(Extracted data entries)
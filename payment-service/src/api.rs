use axum::{
    extract::{rejection::JsonRejection, rejection::QueryRejection, Path, Query, State},
    http::StatusCode,
    response::{IntoResponse, Json, Response},
    routing::{get, post},
    Router,
};
use bigdecimal::BigDecimal;
use chrono::{DateTime, Utc};
use num_traits::{FromPrimitive, ToPrimitive};
use serde::{Deserialize, Serialize};
use std::sync::Arc;
use tower_http::cors::{Any, CorsLayer};
use tower_http::trace::TraceLayer;
use uuid::Uuid;
use validator::Validate;

use crate::error::PaymentError;
use crate::gateway::{MidtransNotification, NotificationVerifier};
use crate::models::Payment;
use crate::store::{PaymentListParams, SortColumn, SortOrder};
use crate::workflow::{CreatePayment, PaymentWorkflow, WebhookOutcome};

#[derive(Clone)]
pub struct AppState {
    pub workflow: Arc<PaymentWorkflow>,
    pub notifications: NotificationVerifier,
}

/// Envelope shared by every endpoint.
#[derive(Debug, Serialize, Deserialize)]
pub struct ApiResponse<T> {
    pub status: String,
    pub message: String,
    pub data: Option<T>,
}

impl<T> ApiResponse<T> {
    pub fn success(data: Option<T>) -> Self {
        Self {
            status: "success".to_string(),
            message: "success".to_string(),
            data,
        }
    }
}

#[derive(Debug)]
pub struct ApiError {
    status: StatusCode,
    message: String,
    data: Option<serde_json::Value>,
}

impl ApiError {
    fn bad_request(message: impl Into<String>) -> Self {
        Self {
            status: StatusCode::BAD_REQUEST,
            message: message.into(),
            data: None,
        }
    }
}

impl From<PaymentError> for ApiError {
    fn from(err: PaymentError) -> Self {
        let status = match err {
            PaymentError::Validation(_) => StatusCode::UNPROCESSABLE_ENTITY,
            _ => StatusCode::BAD_REQUEST,
        };
        Self {
            status,
            message: err.to_string(),
            data: None,
        }
    }
}

impl From<validator::ValidationErrors> for ApiError {
    fn from(errors: validator::ValidationErrors) -> Self {
        Self {
            status: StatusCode::UNPROCESSABLE_ENTITY,
            message: "Unprocessable Entity".to_string(),
            data: serde_json::to_value(&errors).ok(),
        }
    }
}

impl From<JsonRejection> for ApiError {
    fn from(rejection: JsonRejection) -> Self {
        ApiError::bad_request(rejection.body_text())
    }
}

impl From<QueryRejection> for ApiError {
    fn from(rejection: QueryRejection) -> Self {
        ApiError::bad_request(rejection.body_text())
    }
}

impl IntoResponse for ApiError {
    fn into_response(self) -> Response {
        let body = ApiResponse {
            status: "error".to_string(),
            message: self.message,
            data: self.data,
        };
        (self.status, Json(body)).into_response()
    }
}

#[derive(Debug, Deserialize, Validate)]
pub struct PaymentRequest {
    #[serde(rename = "orderID")]
    pub order_id: Uuid,
    #[validate(range(exclusive_min = 0.0))]
    pub amount: f64,
    #[validate(length(max = 255))]
    pub description: Option<String>,
    #[serde(rename = "expiredAt")]
    pub expired_at: DateTime<Utc>,
}

#[derive(Debug, Deserialize, Validate)]
#[serde(rename_all = "camelCase")]
pub struct PaymentListQuery {
    #[validate(range(min = 1))]
    pub page: i64,
    #[validate(range(min = 1, max = 100))]
    pub limit: i64,
    pub sort_column: Option<SortColumn>,
    pub sort_order: Option<SortOrder>,
}

impl PaymentListQuery {
    fn into_params(self) -> PaymentListParams {
        let params = PaymentListParams::new(self.page, self.limit);
        match self.sort_column {
            Some(column) => params.with_sort(column, self.sort_order.unwrap_or(SortOrder::Desc)),
            None => params,
        }
    }
}

#[derive(Debug, Serialize, Deserialize)]
#[serde(rename_all = "camelCase")]
pub struct PaymentResponse {
    pub uuid: Uuid,
    #[serde(rename = "orderID")]
    pub order_id: Uuid,
    pub amount: f64,
    pub status: String,
    pub payment_link: String,
    pub invoice_link: Option<String>,
    pub va_number: Option<String>,
    pub bank: Option<String>,
    pub acquirer: Option<String>,
    #[serde(rename = "transactionID")]
    pub transaction_id: Option<String>,
    pub description: Option<String>,
    pub paid_at: Option<DateTime<Utc>>,
    pub expired_at: DateTime<Utc>,
    pub created_at: DateTime<Utc>,
    pub updated_at: DateTime<Utc>,
}

impl From<Payment> for PaymentResponse {
    fn from(payment: Payment) -> Self {
        Self {
            uuid: payment.uuid,
            order_id: payment.order_id,
            amount: payment.amount.to_f64().unwrap_or_default(),
            status: payment.status.to_string(),
            payment_link: payment.payment_link,
            invoice_link: payment.invoice_link,
            va_number: payment.va_number,
            bank: payment.bank,
            acquirer: payment.acquirer,
            transaction_id: payment.transaction_id,
            description: payment.description,
            paid_at: payment.paid_at,
            expired_at: payment.expired_at,
            created_at: payment.created_at,
            updated_at: payment.updated_at,
        }
    }
}

#[derive(Debug, Serialize, Deserialize)]
#[serde(rename_all = "camelCase")]
pub struct PaginationResult<T> {
    pub count: i64,
    pub total_page: i64,
    pub current_page: i64,
    pub next_page: Option<i64>,
    pub previous_page: Option<i64>,
    pub limit: i64,
    pub data: Vec<T>,
}

impl<T> PaginationResult<T> {
    pub fn new(page: i64, limit: i64, count: i64, data: Vec<T>) -> Self {
        let total_page = if limit > 0 { (count + limit - 1) / limit } else { 0 };
        Self {
            count,
            total_page,
            current_page: page,
            next_page: (page < total_page).then_some(page + 1),
            previous_page: (page > 1).then_some(page - 1),
            limit,
            data,
        }
    }
}

pub fn create_router(state: AppState) -> Router {
    Router::new()
        .route("/", get(welcome))
        .route("/health", get(health_check))
        .route("/api/v1/payments", get(list_payments).post(create_payment))
        .route("/api/v1/payments/webhook", post(webhook))
        .route("/api/v1/payments/:uuid", get(get_payment))
        .fallback(not_found)
        .with_state(state)
        .layer(TraceLayer::new_for_http())
        .layer(
            CorsLayer::new()
                .allow_origin(Any)
                .allow_methods(Any)
                .allow_headers(Any),
        )
}

pub async fn list_payments(
    State(state): State<AppState>,
    query: Result<Query<PaymentListQuery>, QueryRejection>,
) -> Result<Json<ApiResponse<PaginationResult<PaymentResponse>>>, ApiError> {
    let Query(query) = query?;
    query.validate()?;

    let (page, limit) = (query.page, query.limit);
    let (payments, count) = state.workflow.list(&query.into_params()).await?;
    let data = payments.into_iter().map(PaymentResponse::from).collect();

    Ok(Json(ApiResponse::success(Some(PaginationResult::new(
        page, limit, count, data,
    )))))
}

pub async fn get_payment(
    State(state): State<AppState>,
    Path(uuid): Path<String>,
) -> Result<Json<ApiResponse<PaymentResponse>>, ApiError> {
    // an id that is not a UUID cannot match any payment
    let uuid = Uuid::parse_str(&uuid).map_err(|_| PaymentError::PaymentNotFound)?;
    let payment = state.workflow.get_by_uuid(uuid).await?;
    Ok(Json(ApiResponse::success(Some(payment.into()))))
}

pub async fn create_payment(
    State(state): State<AppState>,
    request: Result<Json<PaymentRequest>, JsonRejection>,
) -> Result<(StatusCode, Json<ApiResponse<PaymentResponse>>), ApiError> {
    let Json(request) = request?;
    request.validate()?;

    let amount = BigDecimal::from_f64(request.amount)
        .ok_or_else(|| PaymentError::Validation("amount is not a finite number".to_string()))?;

    let payment = state
        .workflow
        .create_payment(CreatePayment {
            order_id: request.order_id,
            amount,
            description: request.description,
            expired_at: request.expired_at,
        })
        .await?;

    Ok((
        StatusCode::CREATED,
        Json(ApiResponse::success(Some(payment.into()))),
    ))
}

pub async fn webhook(
    State(state): State<AppState>,
    request: Result<Json<MidtransNotification>, JsonRejection>,
) -> Result<Json<ApiResponse<()>>, ApiError> {
    let Json(notification) = request?;
    let notification = state.notifications.verify(notification)?;

    match state.workflow.handle_webhook(notification).await {
        Ok(WebhookOutcome::Applied(_)) | Ok(WebhookOutcome::Duplicate(_)) => {
            Ok(Json(ApiResponse::success(None)))
        }
        // logged by the publisher and the store
        Err(e @ (PaymentError::Publish(_) | PaymentError::Storage(_))) => Err(e.into()),
        Err(e) => {
            tracing::warn!("Webhook rejected: {}", e);
            Err(e.into())
        }
    }
}

pub async fn welcome() -> Json<ApiResponse<()>> {
    Json(ApiResponse {
        status: "success".to_string(),
        message: "Welcome to Payment Service".to_string(),
        data: None,
    })
}

pub async fn health_check() -> &'static str {
    "OK"
}

pub async fn not_found(uri: axum::http::Uri) -> ApiError {
    ApiError {
        status: StatusCode::NOT_FOUND,
        message: format!("Path {} Not Found", uri.path()),
        data: None,
    }
}

#[cfg(test)]
mod tests {
    use super::*;

    #[test]
    fn pagination_reports_neighbouring_pages() {
        let result = PaginationResult::new(2, 10, 25, vec![(); 10]);
        assert_eq!(result.total_page, 3);
        assert_eq!(result.next_page, Some(3));
        assert_eq!(result.previous_page, Some(1));
    }

    #[test]
    fn single_page_has_no_neighbours() {
        let result = PaginationResult::new(1, 10, 4, vec![(); 4]);
        assert_eq!(result.total_page, 1);
        assert_eq!(result.next_page, None);
        assert_eq!(result.previous_page, None);
    }

    #[test]
    fn empty_listing_has_zero_pages() {
        let result: PaginationResult<()> = PaginationResult::new(1, 10, 0, vec![]);
        assert_eq!(result.total_page, 0);
        assert_eq!(result.next_page, None);
    }

    #[test]
    fn sort_column_without_order_defaults_to_descending() {
        let query = PaymentListQuery {
            page: 1,
            limit: 10,
            sort_column: Some(SortColumn::Amount),
            sort_order: None,
        };
        let params = query.into_params();
        assert_eq!(params.sort.column, SortColumn::Amount);
        assert_eq!(params.sort.order, SortOrder::Desc);
    }

    #[test]
    fn validation_errors_map_to_unprocessable_entity() {
        let err = ApiError::from(PaymentError::Validation("bad".to_string()));
        assert_eq!(err.status, StatusCode::UNPROCESSABLE_ENTITY);

        let err = ApiError::from(PaymentError::ExpiredAtInvalid);
        assert_eq!(err.status, StatusCode::BAD_REQUEST);
    }

    #[test]
    fn non_positive_amount_fails_validation() {
        let request = PaymentRequest {
            order_id: Uuid::new_v4(),
            amount: 0.0,
            description: None,
            expired_at: Utc::now(),
        };
        assert!(request.validate().is_err());
    }
}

## [PROBLEM DESCRIPTION]
All lines above that include the word "success" should be located and copied.

## [SOLUTION TO THE PROBLEM]
    pub fn success(data: Option<T>) -> Self {
            status: "success".to_string(),
            message: "success".to_string(),
    Ok(Json(ApiResponse::success(Some(PaginationResult::new(
    Ok(Json(ApiResponse::success(Some(payment.into()))))
        Json(ApiResponse::success(Some(payment.into()))),
            Ok(Json(ApiResponse::success(None)))
        status: "success".to_string(),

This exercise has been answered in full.